In the listing that follows, locate the line containing "print_draft(&draft);" and the line containing "let mut draft". Retype exactly those two lines and every line between them, and nothing more.

## Records for this task

----------------

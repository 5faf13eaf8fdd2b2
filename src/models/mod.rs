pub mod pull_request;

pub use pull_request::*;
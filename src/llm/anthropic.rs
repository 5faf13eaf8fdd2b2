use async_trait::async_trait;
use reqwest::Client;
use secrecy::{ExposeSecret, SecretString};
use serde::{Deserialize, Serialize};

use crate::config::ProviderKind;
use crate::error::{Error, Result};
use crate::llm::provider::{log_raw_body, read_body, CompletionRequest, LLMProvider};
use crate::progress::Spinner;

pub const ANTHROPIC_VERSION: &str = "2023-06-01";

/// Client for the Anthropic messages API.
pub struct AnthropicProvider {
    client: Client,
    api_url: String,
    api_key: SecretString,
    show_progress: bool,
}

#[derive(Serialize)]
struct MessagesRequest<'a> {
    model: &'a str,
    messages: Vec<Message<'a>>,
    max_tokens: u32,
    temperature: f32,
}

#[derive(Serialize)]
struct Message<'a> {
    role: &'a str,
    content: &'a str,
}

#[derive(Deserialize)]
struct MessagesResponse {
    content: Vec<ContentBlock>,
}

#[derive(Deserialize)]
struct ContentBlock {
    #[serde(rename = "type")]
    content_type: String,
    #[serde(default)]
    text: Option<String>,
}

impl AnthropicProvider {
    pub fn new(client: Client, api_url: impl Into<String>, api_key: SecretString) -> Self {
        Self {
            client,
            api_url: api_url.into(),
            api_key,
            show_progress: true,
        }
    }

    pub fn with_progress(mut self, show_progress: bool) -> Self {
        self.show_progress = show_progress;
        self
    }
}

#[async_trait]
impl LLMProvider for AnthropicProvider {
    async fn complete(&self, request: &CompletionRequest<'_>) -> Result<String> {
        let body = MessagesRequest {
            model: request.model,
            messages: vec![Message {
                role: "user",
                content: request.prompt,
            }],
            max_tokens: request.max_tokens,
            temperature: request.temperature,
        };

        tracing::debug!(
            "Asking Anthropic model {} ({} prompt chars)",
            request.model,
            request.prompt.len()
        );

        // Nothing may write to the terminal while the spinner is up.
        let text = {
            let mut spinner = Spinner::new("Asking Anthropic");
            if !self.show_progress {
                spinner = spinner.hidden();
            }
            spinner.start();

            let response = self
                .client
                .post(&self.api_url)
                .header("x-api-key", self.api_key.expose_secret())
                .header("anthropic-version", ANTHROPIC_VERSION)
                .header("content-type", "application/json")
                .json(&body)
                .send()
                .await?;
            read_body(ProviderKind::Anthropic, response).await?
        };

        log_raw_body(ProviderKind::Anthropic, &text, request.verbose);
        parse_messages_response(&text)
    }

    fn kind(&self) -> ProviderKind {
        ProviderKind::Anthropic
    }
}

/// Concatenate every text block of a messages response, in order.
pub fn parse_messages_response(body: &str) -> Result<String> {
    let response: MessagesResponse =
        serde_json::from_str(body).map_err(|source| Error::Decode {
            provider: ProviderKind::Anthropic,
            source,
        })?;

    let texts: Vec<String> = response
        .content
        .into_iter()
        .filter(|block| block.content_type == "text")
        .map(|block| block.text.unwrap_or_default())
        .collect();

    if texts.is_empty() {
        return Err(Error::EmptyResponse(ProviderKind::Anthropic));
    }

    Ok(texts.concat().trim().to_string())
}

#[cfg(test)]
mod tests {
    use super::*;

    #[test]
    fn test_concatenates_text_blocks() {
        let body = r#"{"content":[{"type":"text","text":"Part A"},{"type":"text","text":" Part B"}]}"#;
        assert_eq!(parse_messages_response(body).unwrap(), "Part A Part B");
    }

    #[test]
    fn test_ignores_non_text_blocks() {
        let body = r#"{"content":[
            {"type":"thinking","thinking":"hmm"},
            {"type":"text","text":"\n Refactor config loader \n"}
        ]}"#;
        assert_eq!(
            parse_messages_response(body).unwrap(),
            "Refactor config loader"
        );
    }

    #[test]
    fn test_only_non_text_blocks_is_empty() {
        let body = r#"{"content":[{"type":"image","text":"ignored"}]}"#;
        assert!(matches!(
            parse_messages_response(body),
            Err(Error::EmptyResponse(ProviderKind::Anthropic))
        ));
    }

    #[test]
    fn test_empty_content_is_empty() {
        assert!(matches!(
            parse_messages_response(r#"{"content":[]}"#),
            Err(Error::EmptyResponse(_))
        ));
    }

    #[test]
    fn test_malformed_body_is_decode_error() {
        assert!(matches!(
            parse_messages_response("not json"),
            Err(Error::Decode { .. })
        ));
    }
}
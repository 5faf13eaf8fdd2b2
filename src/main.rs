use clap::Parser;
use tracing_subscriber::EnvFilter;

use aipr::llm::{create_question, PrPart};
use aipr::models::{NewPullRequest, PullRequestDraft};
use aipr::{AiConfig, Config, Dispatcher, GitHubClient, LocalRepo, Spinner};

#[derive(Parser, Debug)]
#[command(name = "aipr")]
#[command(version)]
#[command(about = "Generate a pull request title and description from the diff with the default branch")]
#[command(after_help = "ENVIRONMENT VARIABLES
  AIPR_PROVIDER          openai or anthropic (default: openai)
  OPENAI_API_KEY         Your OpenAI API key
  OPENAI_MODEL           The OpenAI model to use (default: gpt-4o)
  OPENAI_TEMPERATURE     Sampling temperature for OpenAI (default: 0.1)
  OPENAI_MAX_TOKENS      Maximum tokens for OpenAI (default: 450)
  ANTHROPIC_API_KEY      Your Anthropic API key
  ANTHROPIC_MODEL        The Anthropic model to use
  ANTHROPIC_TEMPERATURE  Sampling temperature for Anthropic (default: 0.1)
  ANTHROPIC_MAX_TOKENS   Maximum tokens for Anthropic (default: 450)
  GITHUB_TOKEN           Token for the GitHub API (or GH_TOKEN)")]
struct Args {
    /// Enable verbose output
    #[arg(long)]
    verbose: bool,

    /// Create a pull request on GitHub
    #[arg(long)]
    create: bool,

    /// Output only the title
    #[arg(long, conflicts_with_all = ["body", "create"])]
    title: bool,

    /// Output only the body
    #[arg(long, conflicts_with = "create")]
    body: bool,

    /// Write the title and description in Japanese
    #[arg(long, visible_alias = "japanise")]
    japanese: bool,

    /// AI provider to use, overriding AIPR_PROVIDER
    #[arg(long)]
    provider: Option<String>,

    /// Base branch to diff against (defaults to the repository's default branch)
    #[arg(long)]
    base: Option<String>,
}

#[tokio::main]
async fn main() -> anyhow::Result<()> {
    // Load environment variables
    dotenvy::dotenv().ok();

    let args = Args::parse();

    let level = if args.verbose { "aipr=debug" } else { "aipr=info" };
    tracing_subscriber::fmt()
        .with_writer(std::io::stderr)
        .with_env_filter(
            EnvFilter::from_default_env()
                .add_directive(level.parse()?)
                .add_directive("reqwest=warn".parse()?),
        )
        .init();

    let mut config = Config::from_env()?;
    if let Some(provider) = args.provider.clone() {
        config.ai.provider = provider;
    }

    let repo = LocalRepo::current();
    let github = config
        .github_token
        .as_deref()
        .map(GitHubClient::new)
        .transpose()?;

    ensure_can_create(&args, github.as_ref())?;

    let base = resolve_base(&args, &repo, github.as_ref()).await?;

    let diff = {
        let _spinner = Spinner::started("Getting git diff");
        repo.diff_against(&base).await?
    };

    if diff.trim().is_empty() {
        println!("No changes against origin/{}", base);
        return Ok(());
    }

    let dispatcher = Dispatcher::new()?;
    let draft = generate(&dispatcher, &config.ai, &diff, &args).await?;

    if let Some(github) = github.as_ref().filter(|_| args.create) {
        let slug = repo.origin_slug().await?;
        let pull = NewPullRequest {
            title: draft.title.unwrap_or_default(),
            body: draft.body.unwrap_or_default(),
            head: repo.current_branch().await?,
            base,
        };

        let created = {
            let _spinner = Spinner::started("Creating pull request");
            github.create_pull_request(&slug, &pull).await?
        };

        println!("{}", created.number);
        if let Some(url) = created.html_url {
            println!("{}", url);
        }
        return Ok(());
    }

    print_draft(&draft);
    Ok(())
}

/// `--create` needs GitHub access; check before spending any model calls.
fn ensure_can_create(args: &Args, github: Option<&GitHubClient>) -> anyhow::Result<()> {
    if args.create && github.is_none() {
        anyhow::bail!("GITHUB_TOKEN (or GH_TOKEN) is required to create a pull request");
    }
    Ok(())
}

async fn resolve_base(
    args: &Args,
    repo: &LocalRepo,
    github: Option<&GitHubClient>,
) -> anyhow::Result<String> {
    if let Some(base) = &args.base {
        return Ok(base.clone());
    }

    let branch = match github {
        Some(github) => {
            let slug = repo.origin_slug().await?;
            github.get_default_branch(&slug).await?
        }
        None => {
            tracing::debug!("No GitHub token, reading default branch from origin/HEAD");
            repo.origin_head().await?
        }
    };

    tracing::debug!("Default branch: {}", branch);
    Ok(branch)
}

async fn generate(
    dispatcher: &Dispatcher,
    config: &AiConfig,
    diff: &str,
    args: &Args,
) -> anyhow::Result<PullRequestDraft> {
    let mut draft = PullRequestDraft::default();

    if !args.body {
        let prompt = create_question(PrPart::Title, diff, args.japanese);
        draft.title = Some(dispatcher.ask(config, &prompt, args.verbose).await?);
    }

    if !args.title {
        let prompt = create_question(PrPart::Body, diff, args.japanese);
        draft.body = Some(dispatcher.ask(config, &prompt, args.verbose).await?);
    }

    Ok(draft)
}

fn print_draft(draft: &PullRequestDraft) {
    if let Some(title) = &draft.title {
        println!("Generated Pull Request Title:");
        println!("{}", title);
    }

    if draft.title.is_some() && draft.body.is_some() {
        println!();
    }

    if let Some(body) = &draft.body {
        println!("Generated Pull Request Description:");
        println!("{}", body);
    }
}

----------------

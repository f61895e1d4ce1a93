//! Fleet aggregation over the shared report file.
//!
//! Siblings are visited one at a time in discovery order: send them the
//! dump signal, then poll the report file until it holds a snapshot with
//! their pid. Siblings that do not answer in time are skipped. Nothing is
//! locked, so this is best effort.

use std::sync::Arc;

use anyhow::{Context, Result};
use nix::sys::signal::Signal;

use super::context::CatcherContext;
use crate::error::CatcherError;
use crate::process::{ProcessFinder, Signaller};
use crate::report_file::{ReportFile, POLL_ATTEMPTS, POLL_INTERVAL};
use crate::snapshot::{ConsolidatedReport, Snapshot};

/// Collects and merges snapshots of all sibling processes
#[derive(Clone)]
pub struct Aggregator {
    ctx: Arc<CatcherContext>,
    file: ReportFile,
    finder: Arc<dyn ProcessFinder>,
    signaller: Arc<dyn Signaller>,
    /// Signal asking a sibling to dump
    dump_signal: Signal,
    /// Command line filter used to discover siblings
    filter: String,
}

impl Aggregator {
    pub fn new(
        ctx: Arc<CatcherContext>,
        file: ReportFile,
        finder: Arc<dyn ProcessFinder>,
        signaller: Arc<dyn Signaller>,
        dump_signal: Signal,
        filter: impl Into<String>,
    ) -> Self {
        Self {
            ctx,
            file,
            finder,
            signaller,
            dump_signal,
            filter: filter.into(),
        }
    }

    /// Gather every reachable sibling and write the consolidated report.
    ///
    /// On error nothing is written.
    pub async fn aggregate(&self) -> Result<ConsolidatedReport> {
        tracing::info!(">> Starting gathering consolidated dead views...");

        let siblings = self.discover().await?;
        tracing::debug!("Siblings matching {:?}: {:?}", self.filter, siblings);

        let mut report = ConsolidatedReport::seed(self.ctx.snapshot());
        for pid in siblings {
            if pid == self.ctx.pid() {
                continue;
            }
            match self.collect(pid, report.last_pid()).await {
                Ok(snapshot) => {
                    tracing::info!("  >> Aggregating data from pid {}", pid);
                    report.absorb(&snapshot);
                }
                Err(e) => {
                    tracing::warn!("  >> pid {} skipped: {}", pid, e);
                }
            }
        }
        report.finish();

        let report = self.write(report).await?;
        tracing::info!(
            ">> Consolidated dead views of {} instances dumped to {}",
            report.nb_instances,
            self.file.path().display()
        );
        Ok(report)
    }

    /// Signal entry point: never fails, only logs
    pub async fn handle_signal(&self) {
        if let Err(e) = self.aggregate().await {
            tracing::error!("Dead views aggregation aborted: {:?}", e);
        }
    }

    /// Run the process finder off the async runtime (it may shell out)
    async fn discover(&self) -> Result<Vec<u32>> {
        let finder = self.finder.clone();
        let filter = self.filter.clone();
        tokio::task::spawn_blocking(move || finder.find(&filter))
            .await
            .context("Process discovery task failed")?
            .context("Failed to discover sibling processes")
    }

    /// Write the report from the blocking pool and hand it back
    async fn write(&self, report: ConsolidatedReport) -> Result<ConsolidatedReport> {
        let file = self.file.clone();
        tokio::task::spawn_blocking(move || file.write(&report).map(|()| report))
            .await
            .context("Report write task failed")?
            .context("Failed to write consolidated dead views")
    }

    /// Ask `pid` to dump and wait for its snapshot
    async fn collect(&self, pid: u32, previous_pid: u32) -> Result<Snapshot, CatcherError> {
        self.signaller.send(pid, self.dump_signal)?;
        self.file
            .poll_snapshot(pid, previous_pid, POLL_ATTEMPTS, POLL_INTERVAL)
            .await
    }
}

----------------

## Task response
    print_draft(&draft);
    Ok(())
}

/// `--create` needs GitHub access; check before spending any model calls.
fn ensure_can_create(args: &Args, github: Option<&GitHubClient>) -> anyhow::Result<()> {
    if args.create && github.is_none() {
        anyhow::bail!("GITHUB_TOKEN (or GH_TOKEN) is required to create a pull request");
    }
    Ok(())
}

async fn resolve_base(
    args: &Args,
    repo: &LocalRepo,
    github: Option<&GitHubClient>,
) -> anyhow::Result<String> {
    if let Some(base) = &args.base {
        return Ok(base.clone());
    }

    let branch = match github {
        Some(github) => {
            let slug = repo.origin_slug().await?;
            github.get_default_branch(&slug).await?
        }
        None => {
            tracing::debug!("No GitHub token, reading default branch from origin/HEAD");
            repo.origin_head().await?
        }
    };

    tracing::debug!("Default branch: {}", branch);
    Ok(branch)
}

async fn generate(
    dispatcher: &Dispatcher,
    config: &AiConfig,
    diff: &str,
    args: &Args,
) -> anyhow::Result<PullRequestDraft> {
    let mut draft = PullRequestDraft::default();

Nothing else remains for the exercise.